Towards a Conceptual Framework for Measuring Political Sustainability: A Comparative Analysis of Mozambique, Sweden, and the Usa.

Type
Open Panel
Language
English
Format
In Person
Description

The democracy indexes have measured the sustainability of the relationship between the State and Society, however, the scale between minority to majority power measurement does not score the power of the losers that ecologically struggle for recognition (ESR) in the face of relative deprivation, this can lead to false inference of sustainability measuring. This research aims to formulate a widespread framework that scores all forms of power involved in the political interaction to access political sustainability standards - (PSS).

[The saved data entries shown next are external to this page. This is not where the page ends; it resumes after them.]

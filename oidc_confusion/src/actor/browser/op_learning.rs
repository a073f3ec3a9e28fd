use std::sync::Arc;

use async_trait::async_trait;

use crate::actor::behavior::BrowserBehavior;
use crate::actor::env::ActorEnv;
use crate::actor::errors::ActorError;
use crate::types::Role;
use crate::verdict::Verdict;

use super::driver::DriverFactory;
use super::op_login::{UserLogin, run_user_auth};
use super::session::BrowserSession;

/// Logs the first user in at the OP under test through the honest RP.
pub struct OpLearningBrowser {
    session: Arc<BrowserSession>,
}

impl OpLearningBrowser {
    pub fn new(env: ActorEnv, factory: Arc<dyn DriverFactory>) -> Self {
        Self {
            session: BrowserSession::new(env, factory),
        }
    }
}

#[async_trait]
impl BrowserBehavior for OpLearningBrowser {
    async fn run(&self) -> Result<Verdict, ActorError> {
        let config = self.session.env.op_config()?;
        let driver = self.session.fresh_driver().await?;
        run_user_auth(
            &self.session,
            driver.as_ref(),
            UserLogin {
                rp: Role::Honest,
                username: &config.user1_name,
                password: &config.user1_pass,
                on_script_error: Some(Verdict::Undetermined),
                on_timeout: Verdict::Undetermined,
            },
        )
        .await
    }

    async fn quit(&self) {
        self.session.quit_all().await
    }
}

#[cfg(test)]
mod tests {
    use super::*;
    use crate::actor::browser::driver::testing::QueueFactory;
    use crate::actor::browser::op_login::tests::{op_driver, op_env};
    use crate::context::keys::LAST_BROWSER_URL;

    #[tokio::test]
    async fn test_silent_rp_is_undetermined() {
        // Given an RP that never reports
        let env = op_env(&[]);
        let driver = op_driver(false);
        let browser = OpLearningBrowser::new(env.clone(), QueueFactory::scripted(&[driver.clone()]));

        // When learning
        let verdict = browser.run().await.unwrap();
        browser.quit().await;

        // Then nothing can be concluded, but the browser reached the RP
        assert_eq!(verdict, Verdict::Undetermined);
        assert!(env.step.get(LAST_BROWSER_URL).unwrap().contains("honest-rp"));
        assert!(driver.history.lock().unwrap().contains(&"quit".to_string()));
    }

    #[tokio::test]
    async fn test_rp_config_is_rejected() {
        let env = crate::actor::browser::rp_default::tests::browser_env(&[]);
        let browser = OpLearningBrowser::new(env, QueueFactory::scripted(&[]));
        assert!(matches!(
            browser.run().await,
            Err(ActorError::Configuration(_))
        ));
    }
}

Data coded from the constitution's history of distinct case studies (Mozambique, the USA, and Sweden) were classified along Autocracy: 0-33%, Democracy: 34-66%, and Ecocracy: 67-100% framework, based on conceptual levels of separation of power through three categories: electoral, central, and local authorities. The score between the Autocratic to Democratic is biased by limiting its measure to the ideological power (IP) where one group dominates another, rather than, complemented to the Ecocratic score where the supreme power is vested in the ecological premises that is deliberate by scientific evidence of sustainability, and exercised directly by the technical agents. Correlation analyses of the three countries indicate that they are historically evolving in the same pathway toward a finite trajectory where the ESR neutralizes the IP (27%, 49%, and 66% respectively). To access PSS, the paper concludes that it is necessary to score the ESR for its power to infer the measuring.